The Punjab Kisan Karj Mafi scheme — implemented in its current form by the AAP government beginning in 2022 — aims to provide debt relief to small and marginal farmers burdened by institutional bank loans. The scheme's design has involved coordination between the Punjab Agriculture Department, district agriculture offices, Punjab's scheduled commercial banks and cooperative credit societies, and the Punjab State Cooperative Bank.

Under the scheme, eligible farmers (typically those with landholding below a specified threshold) received waiver of their crop loan principal up to ₹2 lakh from the state government. The debt waiver is credited directly to the farmer's loan account in the bank. Implementation has been uneven across districts — in some districts, beneficiary lists were incomplete, bank coordination was slow, and some eligible farmers were left out due to data mismatches in the PPP family database or bank records.
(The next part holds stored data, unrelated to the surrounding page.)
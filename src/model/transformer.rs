//! 2D transformer over latent pixels.
//!
//! The block stack is shared by every input kind; how the input is embedded and
//! how hidden states are projected back out is chosen by a [`LatentInput`]
//! strategy. [`VectorizedTransformer2D`] is the discrete (vector-quantized) model.

use candle_core::{D, DType, Device, Tensor};
use candle_nn::{LayerNorm, Linear, Module, VarBuilder};

use super::config::{LatentGeometry, Transformer2DConfig};
use super::embedding::ImagePositionalEmbeddings;
use super::layers::{BasicTransformerBlock, BlockOptions};
use crate::error::{Error, Result};

/// Input embedding and output projection of a [`Transformer2D`].
pub trait LatentInput: Sized {
    /// Validate the configuration for this input kind and build its parameters.
    ///
    /// # Errors
    /// Returns [`Error::Config`] if required options are absent.
    fn build(config: &Transformer2DConfig, vb: VarBuilder) -> Result<Self>;

    /// Map a raw sample to hidden states of shape (batch, seq_len, inner_dim).
    ///
    /// # Errors
    /// Returns an error if the sample does not fit the model.
    fn embed(&self, sample: &Tensor) -> Result<Tensor>;

    /// Map final hidden states to the model output.
    ///
    /// # Errors
    /// Returns an error if tensor operations fail.
    fn project(&self, hidden: &Tensor) -> Result<Tensor>;
}

/// Output head of the discrete model: layer norm then a linear map to the
/// codebook without the mask token.
pub struct OutputHead {
    norm_out: LayerNorm,
    out: Linear,
    out_features: usize,
}

impl OutputHead {
    /// # Errors
    /// Returns an error if weight loading fails.
    #[allow(clippy::needless_pass_by_value)]
    pub fn new(inner_dim: usize, num_classes: usize, vb: VarBuilder) -> candle_core::Result<Self> {
        let norm_out = candle_nn::layer_norm(
            inner_dim,
            candle_nn::LayerNormConfig::default(),
            vb.pp("norm_out"),
        )?;
        let out = candle_nn::linear(inner_dim, num_classes, vb.pp("out"))?;
        Ok(Self {
            norm_out,
            out,
            out_features: num_classes,
        })
    }

    /// (batch, seq_len, inner_dim) -> logits (batch, seq_len, num_classes)
    ///
    /// # Errors
    /// Returns an error if tensor operations fail.
    pub fn forward(&self, x: &Tensor) -> candle_core::Result<Tensor> {
        let h = self.norm_out.forward(x)?;
        self.out.forward(&h)
    }

    #[must_use]
    pub fn in_features(&self) -> usize {
        self.out.weight().dims().get(1).copied().unwrap_or_default()
    }

    #[must_use]
    pub fn out_features(&self) -> usize {
        self.out_features
    }
}

/// Input strategy for grids of codebook indices.
pub struct DiscreteLatentInput {
    geometry: LatentGeometry,
    latent_image_embedding: ImagePositionalEmbeddings,
    head: OutputHead,
}

impl DiscreteLatentInput {
    #[must_use]
    pub fn geometry(&self) -> LatentGeometry {
        self.geometry
    }

    #[must_use]
    pub fn latent_image_embedding(&self) -> &ImagePositionalEmbeddings {
        &self.latent_image_embedding
    }

    #[must_use]
    pub fn output_head(&self) -> &OutputHead {
        &self.head
    }
}

impl LatentInput for DiscreteLatentInput {
    #[allow(clippy::needless_pass_by_value)]
    fn build(config: &Transformer2DConfig, vb: VarBuilder) -> Result<Self> {
        config.validate()?;
        let geometry = config.geometry()?;
        let inner_dim = config.inner_dim();

        let latent_image_embedding = ImagePositionalEmbeddings::new(
            geometry.num_vector_embeds,
            inner_dim,
            geometry.height,
            geometry.width,
            vb.pp("latent_image_embedding"),
        )?;
        let head = OutputHead::new(inner_dim, geometry.num_output_classes(), vb)?;

        Ok(Self {
            geometry,
            latent_image_embedding,
            head,
        })
    }

    fn embed(&self, sample: &Tensor) -> Result<Tensor> {
        let (_, seq_len) = sample.dims2().map_err(|_| {
            Error::InvalidInput(format!(
                "expected (batch, pixels) indices, got {:?}",
                sample.dims()
            ))
        })?;
        if seq_len > self.geometry.num_latent_pixels {
            return Err(Error::InvalidInput(format!(
                "{seq_len} latent pixels exceed the {}x{} grid",
                self.geometry.height, self.geometry.width
            )));
        }
        if sample.elem_count() > 0 {
            let codes = sample.to_dtype(DType::I64)?;
            let lo = codes.min_all()?.to_scalar::<i64>()?;
            let hi = codes.max_all()?.to_scalar::<i64>()?;
            #[allow(clippy::cast_possible_wrap)]
            let codebook = self.geometry.num_vector_embeds as i64;
            if lo < 0 || hi >= codebook {
                return Err(Error::InvalidInput(format!(
                    "latent codes must lie in [0, {codebook}), got range [{lo}, {hi}]"
                )));
            }
        }
        Ok(self.latent_image_embedding.forward(sample)?)
    }

    /// Log-probabilities of shape (batch, num_vector_embeds - 1, seq_len).
    fn project(&self, hidden: &Tensor) -> Result<Tensor> {
        // Codebook holding only the mask token: nothing to normalize over
        if self.head.out_features() == 0 {
            let (b, t, _) = hidden.dims3()?;
            return Ok(Tensor::zeros((b, 0, t), hidden.dtype(), hidden.device())?);
        }

        let logits = self.head.forward(hidden)?;
        let dtype = logits.dtype();

        // (B, T, classes) -> (B, classes, T); softmax in f64 for stability
        let logits = logits.transpose(1, 2)?.contiguous()?.to_dtype(DType::F64)?;
        let log_probs = candle_nn::ops::log_softmax(&logits, 1)?;
        Ok(log_probs.to_dtype(dtype)?)
    }
}

/// Transformer over latent pixels, generic over the input strategy.
pub struct Transformer2D<I: LatentInput> {
    input: I,
    /// Transformer blocks, applied in order
    blocks: Vec<BasicTransformerBlock>,
    config: Transformer2DConfig,
    device: Device,
}

/// Transformer over vector-quantized latents.
pub type VectorizedTransformer2D = Transformer2D<DiscreteLatentInput>;

impl<I: LatentInput> Transformer2D<I> {
    /// Build the model.
    ///
    /// # Arguments
    /// * `config` - Model configuration
    /// * `vb` - Variable builder for loading (or initializing) weights
    ///
    /// # Errors
    /// Returns [`Error::Config`] if the configuration is invalid for the input
    /// kind, or a candle error if weight loading fails.
    #[allow(clippy::needless_pass_by_value)]
    pub fn new(config: Transformer2DConfig, vb: VarBuilder) -> Result<Self> {
        let device = vb.device().clone();
        let inner_dim = config.inner_dim();

        let input = I::build(&config, vb.clone())?;

        let options = BlockOptions::from_config(&config);
        let mut blocks = Vec::with_capacity(config.num_layers);
        for i in 0..config.num_layers {
            let block = BasicTransformerBlock::new(
                inner_dim,
                config.num_attention_heads,
                config.attention_head_dim,
                &options,
                vb.pp(format!("transformer_blocks.{i}")),
            )?;
            blocks.push(block);
        }

        tracing::debug!(
            inner_dim,
            num_layers = blocks.len(),
            norm_type = options.norm_type.as_str(),
            cross_attention_dim = ?options.cross_attention_dim,
            "built Transformer2D"
        );

        Ok(Self {
            input,
            blocks,
            config,
            device,
        })
    }

    /// Forward pass through the model.
    ///
    /// # Arguments
    /// * `sample` - Model input (codebook indices of shape (batch, pixels) for
    ///   the discrete model)
    /// * `encoder_hidden_states` - Cross-attention context (batch, ctx_len, cross_attention_dim)
    /// * `timestep` - Timestep ids (batch,) or (1,), required for ada-norm blocks
    ///
    /// # Errors
    /// Returns an error if an input is missing or does not fit the model.
    pub fn forward(
        &self,
        sample: &Tensor,
        encoder_hidden_states: Option<&Tensor>,
        timestep: Option<&Tensor>,
    ) -> Result<Tensor> {
        let mut x = self.input.embed(sample)?;
        for block in &self.blocks {
            x = block.forward(&x, encoder_hidden_states, timestep)?;
        }
        self.input.project(&x)
    }

    /// Get the model configuration.
    #[must_use]
    pub fn config(&self) -> &Transformer2DConfig {
        &self.config
    }

    /// Get the device.
    #[must_use]
    pub fn device(&self) -> &Device {
        &self.device
    }

    #[must_use]
    pub fn inner_dim(&self) -> usize {
        self.config.inner_dim()
    }

    #[must_use]
    pub fn blocks(&self) -> &[BasicTransformerBlock] {
        &self.blocks
    }

    #[must_use]
    pub fn input(&self) -> &I {
        &self.input
    }
}

impl Transformer2D<DiscreteLatentInput> {
    #[must_use]
    pub fn geometry(&self) -> LatentGeometry {
        self.input.geometry()
    }

    #[must_use]
    pub fn height(&self) -> usize {
        self.input.geometry().height
    }

    #[must_use]
    pub fn width(&self) -> usize {
        self.input.geometry().width
    }

    #[must_use]
    pub fn num_latent_pixels(&self) -> usize {
        self.input.geometry().num_latent_pixels
    }

    #[must_use]
    pub fn num_vector_embeds(&self) -> usize {
        self.input.geometry().num_vector_embeds
    }

    /// Classes predicted per latent pixel (`num_vector_embeds - 1`).
    #[must_use]
    pub fn num_output_classes(&self) -> usize {
        self.input.output_head().out_features()
    }

    #[must_use]
    pub fn in_channels(&self) -> Option<usize> {
        self.config.in_channels
    }

    #[must_use]
    pub fn latent_image_embedding(&self) -> &ImagePositionalEmbeddings {
        self.input.latent_image_embedding()
    }

    #[must_use]
    pub fn output_head(&self) -> &OutputHead {
        self.input.output_head()
    }

    /// Most likely codebook entry per latent pixel, shape (batch, pixels).
    ///
    /// # Errors
    /// Returns an error if the forward pass fails.
    pub fn predict_indices(
        &self,
        sample: &Tensor,
        encoder_hidden_states: Option<&Tensor>,
        timestep: Option<&Tensor>,
    ) -> Result<Tensor> {
        let log_probs = self.forward(sample, encoder_hidden_states, timestep)?;
        Ok(log_probs.argmax(D::Minus2)?)
    }
}

/// Load a discrete-latent model from a safetensors file.
///
/// # Errors
/// Returns an error if file loading or model construction fails.
pub fn load_model(
    path: &std::path::Path,
    config: Transformer2DConfig,
    device: &Device,
) -> Result<VectorizedTransformer2D> {
    let data = std::fs::read(path)?;
    load_model_from_bytes(&data, config, device)
}

/// Load a discrete-latent model from in-memory safetensors bytes.
///
/// # Errors
/// Returns an error if the buffer cannot be parsed as safetensors or model construction fails.
pub fn load_model_from_bytes(
    data: &[u8],
    config: Transformer2DConfig,
    device: &Device,
) -> Result<VectorizedTransformer2D> {
    let vb = VarBuilder::from_buffered_safetensors(data.to_vec(), DType::F32, device)?;
    VectorizedTransformer2D::new(config, vb)
}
RTI can obtain: The district-wise and bank-wise beneficiary register; total amount waived under the scheme; cases where the waiver amount was sanctioned but not yet credited to the loan account; internal assessment or audit reports on the scheme's implementation; the verification criteria used to determine eligibility; and the process for redressal of left-out farmers' applications.

PMFBY (Pradhan Mantri Fasal Bima Yojana) — Crop Insurance

PMFBY is a centrally sponsored crop insurance scheme under which farmers can insure their standing crop against damage from flood, drought, hailstorm, cyclone, pests, and diseases. The premium is shared between the farmer, the state government, and the Central Government. In Punjab, the scheme covers paddy, wheat, and selected other crops in each district. Private insurance companies (IFFCO-Tokio, New India Assurance, Bajaj Allianz, etc.) are empanelled by the state and operate district-by-district.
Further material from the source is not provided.